[PROVIDED RECORDS — start]

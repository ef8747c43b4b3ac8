//! Error types for install command execution.

use thiserror::Error;

/// Errors that can occur while running install commands.
#[derive(Debug, Error)]
pub enum InstallError {
    /// The command could not be started (missing interpreter, permissions).
    #[error("failed to start `{command}`: {source}")]
    Spawn {
        /// Rendered command line.
        command: String,
        /// The underlying IO error.
        #[source]
        source: std::io::Error,
    },

    /// Reading the child's output or waiting for it failed.
    #[error("failed to read output of `{command}`: {source}")]
    Output {
        /// Rendered command line.
        command: String,
        /// The underlying IO error.
        #[source]
        source: std::io::Error,
    },

    /// The command exited unsuccessfully.
    #[error("`{command}` failed with {}", describe_exit(.code))]
    BuildFailed {
        /// Rendered command line.
        command: String,
        /// Exit code; `None` when terminated by a signal.
        code: Option<i32>,
    },
}

fn describe_exit(code: &Option<i32>) -> String {
    match code {
        Some(code) => format!("exit code {code}"),
        None => "no exit code (terminated by signal)".to_string(),
    }
}
//! Package index pages: URL construction and archive link selection.
//!
//! The index page for a package is found by plain string concatenation of a
//! base URL, the package name and a fixed suffix. With the defaults this is
//! `https://pypi.org/project/<name>/#files`.

mod links;

pub use links::{CandidateLinks, scan_links};

/// Default index base URL.
pub const DEFAULT_INDEX_URL: &str = "https://pypi.org/project/";

/// Default suffix appended after the package name.
pub const DEFAULT_INDEX_SUFFIX: &str = "/#files";

/// Where package index pages live.
#[derive(Debug, Clone, PartialEq, Eq)]
pub struct IndexLocation {
    base_url: String,
    suffix: String,
}

impl Default for IndexLocation {
    fn default() -> Self {
        Self::new(DEFAULT_INDEX_URL, DEFAULT_INDEX_SUFFIX)
    }
}

impl IndexLocation {
    /// Creates an index location from a base URL and suffix.
    #[must_use]
    pub fn new(base_url: impl Into<String>, suffix: impl Into<String>) -> Self {
        Self {
            base_url: base_url.into(),
            suffix: suffix.into(),
        }
    }

    /// Returns the index page URL for `package`.
    #[must_use]
    pub fn page_url(&self, package: &str) -> String {
        format!("{}{package}{}", self.base_url, self.suffix)
    }

    /// Builds the request for one package.
    #[must_use]
    pub fn request(&self, package: &str) -> PackageRequest {
        PackageRequest {
            name: package.to_string(),
            page_url: self.page_url(package),
        }
    }
}

/// A package name paired with its resolved index page URL.
#[derive(Debug, Clone, PartialEq, Eq)]
pub struct PackageRequest {
    /// Package name as requested.
    pub name: String,
    /// Index page to scan for source archives.
    pub page_url: String,
}
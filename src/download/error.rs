//! Error types for the download module.
//!
//! Covers both index page fetches and archive downloads. Every variant except
//! [`DownloadError::Incomplete`] and [`DownloadError::Io`] belongs to the
//! network failure category.

use std::path::PathBuf;

use thiserror::Error;

/// Errors that can occur while fetching pages or downloading archives.
#[derive(Debug, Error)]
pub enum DownloadError {
    /// Network-level error (DNS resolution, connection refused, TLS errors, etc.)
    #[error("network error requesting {url}: {source}")]
    Network {
        /// The URL that failed.
        url: String,
        /// The underlying network error.
        #[source]
        source: reqwest::Error,
    },

    /// Request timed out before completion.
    #[error("timeout requesting {url}")]
    Timeout {
        /// The URL that timed out.
        url: String,
    },

    /// HTTP error response (4xx client errors, 5xx server errors).
    #[error("HTTP {status} requesting {url}")]
    HttpStatus {
        /// The URL that returned an error status.
        url: String,
        /// The HTTP status code.
        status: u16,
    },

    /// The provided URL is malformed or invalid.
    #[error("invalid URL: {url}")]
    InvalidUrl {
        /// The invalid URL string.
        url: String,
    },

    /// File system error during download (create file, write, etc.)
    #[error("IO error writing to {path}: {source}")]
    Io {
        /// The file path where the error occurred.
        path: PathBuf,
        /// The underlying IO error.
        #[source]
        source: std::io::Error,
    },

    /// Bytes written do not match the declared `Content-Length`.
    #[error("incomplete download of {url}: expected {expected_bytes} bytes, got {actual_bytes}")]
    Incomplete {
        /// The URL that was downloaded.
        url: String,
        /// Declared content length.
        expected_bytes: u64,
        /// Bytes actually written.
        actual_bytes: u64,
    },
}

impl DownloadError {
    /// Creates a network error from a reqwest error.
    pub fn network(url: impl Into<String>, source: reqwest::Error) -> Self {
        Self::Network {
            url: url.into(),
            source,
        }
    }

    /// Creates an HTTP status error.
    pub fn http_status(url: impl Into<String>, status: u16) -> Self {
        Self::HttpStatus {
            url: url.into(),
            status,
        }
    }

    /// Creates a timeout error.
    pub fn timeout(url: impl Into<String>) -> Self {
        Self::Timeout { url: url.into() }
    }

    /// Creates an invalid URL error.
    pub fn invalid_url(url: impl Into<String>) -> Self {
        Self::InvalidUrl { url: url.into() }
    }

    /// Creates an IO error.
    pub fn io(path: impl Into<PathBuf>, source: std::io::Error) -> Self {
        Self::Io {
            path: path.into(),
            source,
        }
    }

    /// Creates an incomplete-download error.
    pub fn incomplete(url: impl Into<String>, expected_bytes: u64, actual_bytes: u64) -> Self {
        Self::Incomplete {
            url: url.into(),
            expected_bytes,
            actual_bytes,
        }
    }

    /// Returns true if the response body stream broke off while reading.
    #[must_use]
    pub fn is_truncated_body(&self) -> bool {
        matches!(self, Self::Network { source, .. } if source.is_body() || source.is_decode())
    }

    /// Returns true if this error belongs to the network category.
    #[must_use]
    pub fn is_network(&self) -> bool {
        matches!(
            self,
            Self::Network { .. }
                | Self::Timeout { .. }
                | Self::HttpStatus { .. }
                | Self::InvalidUrl { .. }
        )
    }
}

// No `From<reqwest::Error>` or `From<std::io::Error>`: every variant needs a
// URL or path the source error does not carry.

#[cfg(test)]
mod tests {
    use super::*;

    #[test]
    fn test_download_error_timeout_display() {
        let error = DownloadError::timeout("https://example.com/pkg.tar.gz");
        assert!(error.to_string().contains("timeout"));
        assert!(error.to_string().contains("https://example.com/pkg.tar.gz"));
        assert!(error.is_network());
    }

    #[test]
    fn test_download_error_http_status_display() {
        let error = DownloadError::http_status("https://pypi.org/project/nope/#files", 404);
        let msg = error.to_string();
        assert!(msg.contains("404"), "Expected '404' in: {msg}");
        assert!(msg.contains("pypi.org/project/nope"), "Expected URL in: {msg}");
        assert!(error.is_network());
    }

    #[test]
    fn test_download_error_incomplete_display() {
        let error = DownloadError::incomplete("https://example.com/a.zip", 100, 99);
        let msg = error.to_string();
        assert!(msg.contains("expected 100 bytes, got 99"), "got: {msg}");
        assert!(!error.is_network());
    }

    #[test]
    fn test_download_error_io_display() {
        let io_error = std::io::Error::new(std::io::ErrorKind::PermissionDenied, "access denied");
        let error = DownloadError::io(PathBuf::from("/tmp/pkg.tar.gz"), io_error);
        assert!(error.to_string().contains("/tmp/pkg.tar.gz"));
        assert!(!error.is_network());
    }

    #[test]
    fn test_download_error_invalid_url_display() {
        let error = DownloadError::invalid_url("not-a-url");
        let msg = error.to_string();
        assert!(msg.contains("invalid URL"), "Expected 'invalid URL' in: {msg}");
        assert!(msg.contains("not-a-url"));
    }
}
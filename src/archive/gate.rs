//! Cooperative cancellation for blocking extraction work.

use std::sync::Arc;
use std::sync::atomic::{AtomicBool, Ordering};

use tokio::sync::{Mutex, OwnedMutexGuard};

/// Shared stop flag for extractions running on the blocking pool.
///
/// Dropping an `extract` future does not stop its worker thread. Callers
/// that need the scratch tree quiet (before removing it) call
/// [`ExtractGate::cancel_and_wait`], which raises the flag and then waits
/// until no unpack loop holds the gate.
#[derive(Debug, Clone, Default)]
pub struct ExtractGate {
    cancelled: Arc<AtomicBool>,
    busy: Arc<Mutex<()>>,
}

impl ExtractGate {
    /// Creates an open gate.
    #[must_use]
    pub fn new() -> Self {
        Self::default()
    }

    /// Returns true once cancellation was requested.
    #[must_use]
    pub fn is_cancelled(&self) -> bool {
        self.cancelled.load(Ordering::SeqCst)
    }

    /// Stops further unpacking and waits for in-flight work to return.
    pub async fn cancel_and_wait(&self) {
        self.cancelled.store(true, Ordering::SeqCst);
        let _idle = self.busy.lock().await;
    }

    /// Marks one extraction as running until the guard is dropped.
    pub(crate) async fn enter(&self) -> OwnedMutexGuard<()> {
        Arc::clone(&self.busy).lock_owned().await
    }

    pub(crate) fn flag(&self) -> &AtomicBool {
        &self.cancelled
    }
}
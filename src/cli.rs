//! CLI argument definitions using clap derive macros.

use std::path::PathBuf;

use clap::{ArgGroup, Parser};

/// Install Python packages from their source archives.
///
/// Each package's index page is scanned for a `.tar.gz` (preferred) or
/// `.zip` source archive, which is downloaded, unpacked, and installed with
/// its `setup.py`.
#[derive(Parser, Debug)]
#[command(name = "download-tarball")]
#[command(author, version, about)]
#[command(group(
    ArgGroup::new("source")
        .required(true)
        .args(["package", "requirements"])
))]
pub struct Args {
    /// Name of a single package to install
    #[arg(short, long, value_name = "NAME")]
    pub package: Option<String>,

    /// Requirements file listing one package per line
    #[arg(short, long, value_name = "FILE")]
    pub requirements: Option<PathBuf>,

    /// Increase output verbosity (-v for debug, -vv for trace)
    #[arg(short, long, action = clap::ArgAction::Count)]
    pub verbose: u8,

    /// Suppress non-error output
    #[arg(short, long)]
    pub quiet: bool,

    /// Stop at the first package that fails
    #[arg(long)]
    pub fail_fast: bool,

    /// Disable colored log output
    #[arg(long)]
    pub no_color: bool,
}
// Copyright 2019 Arnau Siches
//
// Licensed under the MIT license <LICENSE or http://opensource.org/licenses/MIT>.
// This file may not be copied, modified, or distributed except
// according to those terms.

//! Fluent construction of `rel` / `href` link collections for API responses.
//!
//! Start a [`LinkBuilder`] from a base URL (or from a request through
//! [`BaseUrl`]), chain `add_*` calls and [`build`](LinkBuilder::build) the
//! links once the response is ready.

#[macro_use]
extern crate failure;

extern crate pest;
#[macro_use]
extern crate pest_derive;

#[macro_use]
pub mod token;

pub mod builder;
pub mod context;
pub mod encode;
pub mod error;
pub mod information;
pub mod link;
pub mod template;

pub use builder::{LinkBuilder, LinkState};
pub use context::{BaseUrl, RequestParts};
pub use link::{Link, LinkSlice};
pub use token::Token;

#[cfg(test)]
mod tests {
    use super::*;
    use crate::error::BuilderError;

    const BASE_URL: &str = "https://foo.bar";

    fn builder() -> LinkBuilder {
        LinkBuilder::new(BASE_URL).expect("Expect a valid base url")
    }

    #[test]
    fn order_is_preserved() {
        let links = builder()
            .add_link("self", "weatherforecast")
            .and_then(|b| b.add_route_link("item", tokens!["weatherforecast", 1]))
            .and_then(|b| b.add_query_link("next", "weatherforecast", tokens!["page", 2]))
            .and_then(|b| b.add_formatted_link("day", "weatherforecast/days/{0}", tokens!["monday"]))
            .expect("Expect links")
            .build();

        let expected = vec![
            Link::new("self", "https://foo.bar/weatherforecast"),
            Link::new("item", "https://foo.bar/weatherforecast/1"),
            Link::new("next", "https://foo.bar/weatherforecast?page=2"),
            Link::new("day", "https://foo.bar/weatherforecast/days/monday"),
        ];

        assert_eq!(links, expected);
    }

    #[test]
    fn conditional_suppression() {
        let mut builder = builder();
        builder.add_link("self", "a").unwrap();
        let before = builder.build();

        builder
            .add_link_if(false, "next", "b")
            .and_then(|b| b.add_parameters(tokens!["page", 2]))
            .expect("Expect a suppressed link");

        assert_eq!(builder.build(), before);
    }

    #[test]
    fn route_composition() {
        let links = builder()
            .add_route_link("r", tokens!["a", "b", "c"])
            .unwrap()
            .build();

        assert_eq!(links, vec![Link::new("r", "https://foo.bar/a/b/c")]);
    }

    #[test]
    fn query_composition_is_not_sorted() {
        let links = builder()
            .add_query_link("r", "base", tokens!["k1", "v1", "k2", "v2"])
            .and_then(|b| b.add_query_link("r", "base", tokens!["k2", "v2", "k1", "v1"]))
            .unwrap()
            .build();

        assert_eq!(links[0].href(), "https://foo.bar/base?k1=v1&k2=v2");
        assert_eq!(links[1].href(), "https://foo.bar/base?k2=v2&k1=v1");
    }

    #[test]
    fn encoding_only_on_request_and_build_is_repeatable() {
        let mut builder = builder();
        builder.add_link("r", "weather forecast").unwrap();

        assert_eq!(builder.build_encoded()[0].href(), "https://foo.bar/weather+forecast");
        assert_eq!(builder.build()[0].href(), "https://foo.bar/weather forecast");
        assert_eq!(builder.build(), builder.build());
    }

    #[test]
    fn blank_rel_is_rejected_by_every_add() {
        for rel in &["", "\t"] {
            let mut builder = builder();
            builder.add_link("self", "a").unwrap();

            let results = vec![
                builder.add_link(rel, "b").map(|_| ()),
                builder.add_link_if(true, rel, "b").map(|_| ()),
                builder.add_link_if(false, rel, "b").map(|_| ()),
                builder.add_route_link(rel, tokens!["b"]).map(|_| ()),
                builder.add_route_link_if(false, rel, tokens!["b"]).map(|_| ()),
                builder.add_query_link(rel, "b", tokens!["k", "v"]).map(|_| ()),
                builder.add_query_link_if(false, rel, "b", tokens!["k", "v"]).map(|_| ()),
                builder.add_formatted_link(rel, "b{0}", tokens![1]).map(|_| ()),
                builder.add_formatted_link_if(false, rel, "b{0}", tokens![1]).map(|_| ()),
            ];

            for result in results {
                let error = result.unwrap_err();

                assert_eq!(
                    error.downcast_ref::<BuilderError>(),
                    Some(&BuilderError::blank("rel_label"))
                );
            }

            assert_eq!(builder.build().len(), 1);
            assert_eq!(builder.state(), LinkState::Active);
        }
    }

    #[test]
    fn parameters_target_the_last_entry_only() {
        let links = builder()
            .add_link("self", "a")
            .and_then(|b| b.add_link("self", "b"))
            .and_then(|b| b.add_parameters(tokens!["k", "v"]))
            .unwrap()
            .build();

        assert_eq!(
            links,
            vec![
                Link::new("self", "https://foo.bar/a"),
                Link::new("self", "https://foo.bar/b?k=v"),
            ]
        );
    }

    #[test]
    fn null_route_item_is_rejected() {
        let mut builder = builder();
        let error = builder
            .add_route_link("r", tokens!["a", None::<&str>, "c"])
            .unwrap_err();

        match error.downcast_ref::<BuilderError>() {
            Some(BuilderError::InvalidArgument { param, .. }) => assert_eq!(*param, "route_items"),
            other => panic!("unexpected error: {:?}", other),
        }
        assert!(builder.build().is_empty());
    }

    #[test]
    fn response_body() {
        let request = RequestParts::new("https", "foo.bar");
        let links = LinkBuilder::from_request(&request)
            .and_then(|mut builder| {
                builder
                    .add_link("self", "weatherforecast")?
                    .add_query_link_if(false, "previous", "weatherforecast", tokens!["page", 0])?
                    .add_query_link("next", "weatherforecast", tokens!["page", 2])?;

                Ok(builder.build())
            })
            .expect("Expect links");

        assert_eq!(links.to_self_href().unwrap(), "https://foo.bar/weatherforecast");

        let actual = serde_json::to_string(&links).expect("Expect serializable links");
        let expected = concat!(
            r#"[{"rel":"self","href":"https://foo.bar/weatherforecast","method":"GET"},"#,
            r#"{"rel":"next","href":"https://foo.bar/weatherforecast?page=2","method":"GET"}]"#
        );

        assert_eq!(actual, expected);
    }
}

[PROVIDED RECORDS — finish]

**ASSIGNED TASK**
For this exercise, repeat exactly the lines of the data above from the one with "cancellation was requested." down to the one with "to those terms.", both end lines included.

**YOUR SOLUTION**
    /// Returns true once cancellation was requested.
    #[must_use]
    pub fn is_cancelled(&self) -> bool {
        self.cancelled.load(Ordering::SeqCst)
    }

    /// Stops further unpacking and waits for in-flight work to return.
    pub async fn cancel_and_wait(&self) {
        self.cancelled.store(true, Ordering::SeqCst);
        let _idle = self.busy.lock().await;
    }

    /// Marks one extraction as running until the guard is dropped.
    pub(crate) async fn enter(&self) -> OwnedMutexGuard<()> {
        Arc::clone(&self.busy).lock_owned().await
    }

    pub(crate) fn flag(&self) -> &AtomicBool {
        &self.cancelled
    }
}
filename src/cli.rs
//! CLI argument definitions using clap derive macros.

use std::path::PathBuf;

use clap::{ArgGroup, Parser};

/// Install Python packages from their source archives.
///
/// Each package's index page is scanned for a `.tar.gz` (preferred) or
/// `.zip` source archive, which is downloaded, unpacked, and installed with
/// its `setup.py`.
#[derive(Parser, Debug)]
#[command(name = "download-tarball")]
#[command(author, version, about)]
#[command(group(
    ArgGroup::new("source")
        .required(true)
        .args(["package", "requirements"])
))]
pub struct Args {
    /// Name of a single package to install
    #[arg(short, long, value_name = "NAME")]
    pub package: Option<String>,

    /// Requirements file listing one package per line
    #[arg(short, long, value_name = "FILE")]
    pub requirements: Option<PathBuf>,

    /// Increase output verbosity (-v for debug, -vv for trace)
    #[arg(short, long, action = clap::ArgAction::Count)]
    pub verbose: u8,

    /// Suppress non-error output
    #[arg(short, long)]
    pub quiet: bool,

    /// Stop at the first package that fails
    #[arg(long)]
    pub fail_fast: bool,

    /// Disable colored log output
    #[arg(long)]
    pub no_color: bool,
}
// Copyright 2019 Arnau Siches
//
// Licensed under the MIT license <LICENSE or http://opensource.org/licenses/MIT>.
// This file may not be copied, modified, or distributed except
// according to those terms.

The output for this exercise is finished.